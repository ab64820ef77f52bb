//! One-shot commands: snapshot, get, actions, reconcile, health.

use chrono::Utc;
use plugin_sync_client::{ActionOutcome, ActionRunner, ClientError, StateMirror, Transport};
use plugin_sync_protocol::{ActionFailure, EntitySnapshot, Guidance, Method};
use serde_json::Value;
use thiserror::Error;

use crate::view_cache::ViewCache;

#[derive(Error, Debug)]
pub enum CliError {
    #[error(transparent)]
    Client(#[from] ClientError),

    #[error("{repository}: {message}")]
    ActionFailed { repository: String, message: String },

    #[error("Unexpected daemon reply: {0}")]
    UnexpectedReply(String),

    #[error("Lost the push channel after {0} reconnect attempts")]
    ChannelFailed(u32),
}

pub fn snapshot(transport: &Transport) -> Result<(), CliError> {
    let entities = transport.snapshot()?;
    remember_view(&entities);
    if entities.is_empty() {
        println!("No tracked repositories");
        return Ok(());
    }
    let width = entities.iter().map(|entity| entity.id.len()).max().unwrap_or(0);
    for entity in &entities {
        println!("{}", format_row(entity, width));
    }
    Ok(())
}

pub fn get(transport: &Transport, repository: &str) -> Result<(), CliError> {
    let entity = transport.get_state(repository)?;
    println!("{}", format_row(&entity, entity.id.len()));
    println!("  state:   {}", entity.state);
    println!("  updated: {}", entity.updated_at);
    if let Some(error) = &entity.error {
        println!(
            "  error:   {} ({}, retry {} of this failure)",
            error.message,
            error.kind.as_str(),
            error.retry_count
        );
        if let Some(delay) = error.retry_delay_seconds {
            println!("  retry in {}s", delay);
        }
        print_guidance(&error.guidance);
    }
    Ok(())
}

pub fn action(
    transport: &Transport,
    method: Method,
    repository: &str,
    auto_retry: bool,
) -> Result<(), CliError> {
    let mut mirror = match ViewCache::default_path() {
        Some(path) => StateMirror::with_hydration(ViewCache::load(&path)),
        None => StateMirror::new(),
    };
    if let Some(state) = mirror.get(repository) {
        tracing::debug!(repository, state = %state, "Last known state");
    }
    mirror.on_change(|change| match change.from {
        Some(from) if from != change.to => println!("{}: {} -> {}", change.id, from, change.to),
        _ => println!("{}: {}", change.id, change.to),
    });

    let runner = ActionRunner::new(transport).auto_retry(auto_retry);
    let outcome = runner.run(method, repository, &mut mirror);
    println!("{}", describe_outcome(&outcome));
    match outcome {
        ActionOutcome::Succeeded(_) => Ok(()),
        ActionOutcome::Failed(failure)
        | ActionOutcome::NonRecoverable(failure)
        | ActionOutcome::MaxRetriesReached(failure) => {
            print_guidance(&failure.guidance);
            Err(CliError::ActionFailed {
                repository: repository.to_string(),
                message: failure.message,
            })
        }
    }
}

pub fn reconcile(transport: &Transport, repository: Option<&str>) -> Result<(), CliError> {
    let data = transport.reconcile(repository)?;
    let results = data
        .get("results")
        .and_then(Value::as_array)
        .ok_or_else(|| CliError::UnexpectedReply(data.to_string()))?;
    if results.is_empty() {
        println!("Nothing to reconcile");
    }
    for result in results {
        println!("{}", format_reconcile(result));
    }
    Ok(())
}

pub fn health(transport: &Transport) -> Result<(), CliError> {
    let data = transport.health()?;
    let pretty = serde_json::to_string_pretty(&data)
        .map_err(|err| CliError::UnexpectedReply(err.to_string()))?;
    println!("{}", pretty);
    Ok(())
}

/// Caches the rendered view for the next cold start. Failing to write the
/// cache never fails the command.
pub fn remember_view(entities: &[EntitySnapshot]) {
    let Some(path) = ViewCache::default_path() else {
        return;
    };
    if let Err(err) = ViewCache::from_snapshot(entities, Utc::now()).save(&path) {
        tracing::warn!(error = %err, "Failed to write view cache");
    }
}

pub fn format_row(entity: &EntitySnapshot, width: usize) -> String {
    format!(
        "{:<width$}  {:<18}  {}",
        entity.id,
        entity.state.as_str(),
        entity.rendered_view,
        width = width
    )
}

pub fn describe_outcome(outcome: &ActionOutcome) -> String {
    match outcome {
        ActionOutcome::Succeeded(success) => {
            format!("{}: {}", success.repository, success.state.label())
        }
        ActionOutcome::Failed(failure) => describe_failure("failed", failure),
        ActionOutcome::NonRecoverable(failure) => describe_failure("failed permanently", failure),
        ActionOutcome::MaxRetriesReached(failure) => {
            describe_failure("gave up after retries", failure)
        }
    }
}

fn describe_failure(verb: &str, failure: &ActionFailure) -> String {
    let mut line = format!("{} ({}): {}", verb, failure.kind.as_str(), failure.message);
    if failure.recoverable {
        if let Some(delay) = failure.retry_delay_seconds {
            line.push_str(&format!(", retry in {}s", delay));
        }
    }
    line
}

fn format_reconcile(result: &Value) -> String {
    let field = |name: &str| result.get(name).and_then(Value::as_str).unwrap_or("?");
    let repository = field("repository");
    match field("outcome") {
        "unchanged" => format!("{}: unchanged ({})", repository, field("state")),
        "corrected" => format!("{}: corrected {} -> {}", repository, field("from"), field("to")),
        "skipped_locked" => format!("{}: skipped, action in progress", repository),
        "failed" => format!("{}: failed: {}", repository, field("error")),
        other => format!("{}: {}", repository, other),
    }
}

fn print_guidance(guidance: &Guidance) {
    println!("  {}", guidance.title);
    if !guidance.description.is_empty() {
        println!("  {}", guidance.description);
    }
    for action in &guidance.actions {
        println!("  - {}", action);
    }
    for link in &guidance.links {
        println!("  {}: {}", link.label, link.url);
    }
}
#####
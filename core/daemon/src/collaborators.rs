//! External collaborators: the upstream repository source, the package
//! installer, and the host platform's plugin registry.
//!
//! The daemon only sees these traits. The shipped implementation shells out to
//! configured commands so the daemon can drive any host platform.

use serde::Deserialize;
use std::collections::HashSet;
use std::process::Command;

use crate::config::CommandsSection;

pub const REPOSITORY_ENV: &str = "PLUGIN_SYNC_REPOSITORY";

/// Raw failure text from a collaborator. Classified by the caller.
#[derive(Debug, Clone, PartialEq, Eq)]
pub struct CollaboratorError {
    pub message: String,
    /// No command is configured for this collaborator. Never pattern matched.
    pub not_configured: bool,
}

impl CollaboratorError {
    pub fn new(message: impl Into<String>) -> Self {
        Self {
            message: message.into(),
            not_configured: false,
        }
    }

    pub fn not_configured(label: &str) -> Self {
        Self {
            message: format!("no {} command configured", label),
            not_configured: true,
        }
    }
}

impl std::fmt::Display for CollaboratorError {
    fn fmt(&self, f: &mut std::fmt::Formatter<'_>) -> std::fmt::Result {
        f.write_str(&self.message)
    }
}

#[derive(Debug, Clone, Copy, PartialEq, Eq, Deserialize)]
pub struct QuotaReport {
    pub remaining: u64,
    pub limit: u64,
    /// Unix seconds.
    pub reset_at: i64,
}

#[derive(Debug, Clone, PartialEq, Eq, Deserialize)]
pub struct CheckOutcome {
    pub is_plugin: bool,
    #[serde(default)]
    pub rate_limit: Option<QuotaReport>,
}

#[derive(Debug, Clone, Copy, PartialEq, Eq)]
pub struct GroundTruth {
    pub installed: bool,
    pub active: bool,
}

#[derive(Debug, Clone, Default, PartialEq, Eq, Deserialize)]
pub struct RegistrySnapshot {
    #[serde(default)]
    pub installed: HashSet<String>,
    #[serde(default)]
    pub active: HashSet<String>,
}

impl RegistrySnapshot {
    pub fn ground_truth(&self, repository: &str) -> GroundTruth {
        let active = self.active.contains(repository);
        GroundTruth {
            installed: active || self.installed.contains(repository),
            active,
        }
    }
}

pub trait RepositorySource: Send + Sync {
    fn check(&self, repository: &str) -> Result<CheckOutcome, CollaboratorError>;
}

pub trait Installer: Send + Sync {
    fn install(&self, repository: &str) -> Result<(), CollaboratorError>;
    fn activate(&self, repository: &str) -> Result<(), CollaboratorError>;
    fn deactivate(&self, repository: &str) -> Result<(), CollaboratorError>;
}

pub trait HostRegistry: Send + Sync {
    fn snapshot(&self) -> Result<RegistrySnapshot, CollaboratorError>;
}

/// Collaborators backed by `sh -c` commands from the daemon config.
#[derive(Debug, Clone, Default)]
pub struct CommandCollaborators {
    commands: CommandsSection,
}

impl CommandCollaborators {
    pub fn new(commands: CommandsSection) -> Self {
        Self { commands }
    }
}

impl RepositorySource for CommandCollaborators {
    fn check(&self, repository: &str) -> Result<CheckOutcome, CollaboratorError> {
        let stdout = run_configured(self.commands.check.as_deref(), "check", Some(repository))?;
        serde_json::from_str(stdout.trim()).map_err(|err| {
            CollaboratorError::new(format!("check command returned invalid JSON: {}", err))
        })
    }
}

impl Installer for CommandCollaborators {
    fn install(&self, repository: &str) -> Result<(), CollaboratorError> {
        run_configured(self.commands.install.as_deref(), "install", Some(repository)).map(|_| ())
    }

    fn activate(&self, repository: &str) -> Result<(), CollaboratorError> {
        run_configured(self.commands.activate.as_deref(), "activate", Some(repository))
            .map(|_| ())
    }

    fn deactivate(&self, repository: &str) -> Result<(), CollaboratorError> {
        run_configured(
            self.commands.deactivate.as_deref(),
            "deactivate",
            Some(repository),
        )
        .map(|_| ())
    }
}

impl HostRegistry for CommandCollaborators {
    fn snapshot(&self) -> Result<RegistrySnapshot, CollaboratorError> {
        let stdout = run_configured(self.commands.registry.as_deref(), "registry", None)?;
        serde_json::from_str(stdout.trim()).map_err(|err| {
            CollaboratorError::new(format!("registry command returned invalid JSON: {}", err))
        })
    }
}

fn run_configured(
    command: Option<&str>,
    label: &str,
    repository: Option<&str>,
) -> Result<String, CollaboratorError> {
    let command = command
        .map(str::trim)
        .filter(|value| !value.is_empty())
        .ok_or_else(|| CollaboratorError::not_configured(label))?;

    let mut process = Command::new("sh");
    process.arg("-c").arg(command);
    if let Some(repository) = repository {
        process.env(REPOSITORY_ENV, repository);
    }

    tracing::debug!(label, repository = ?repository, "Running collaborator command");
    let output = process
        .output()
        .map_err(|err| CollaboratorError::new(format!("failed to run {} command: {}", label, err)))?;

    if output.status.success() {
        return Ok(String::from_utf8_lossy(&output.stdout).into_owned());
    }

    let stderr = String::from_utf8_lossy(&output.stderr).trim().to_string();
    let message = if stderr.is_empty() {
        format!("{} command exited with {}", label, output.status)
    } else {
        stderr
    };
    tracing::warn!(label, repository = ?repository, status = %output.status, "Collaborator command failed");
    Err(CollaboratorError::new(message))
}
#####
● EXERCISE OBJECTIVE:
Looking at the material, work out the number of lines holding "StateMirror", and write that number alone.

● ANSWER TO THE PROBLEM:
3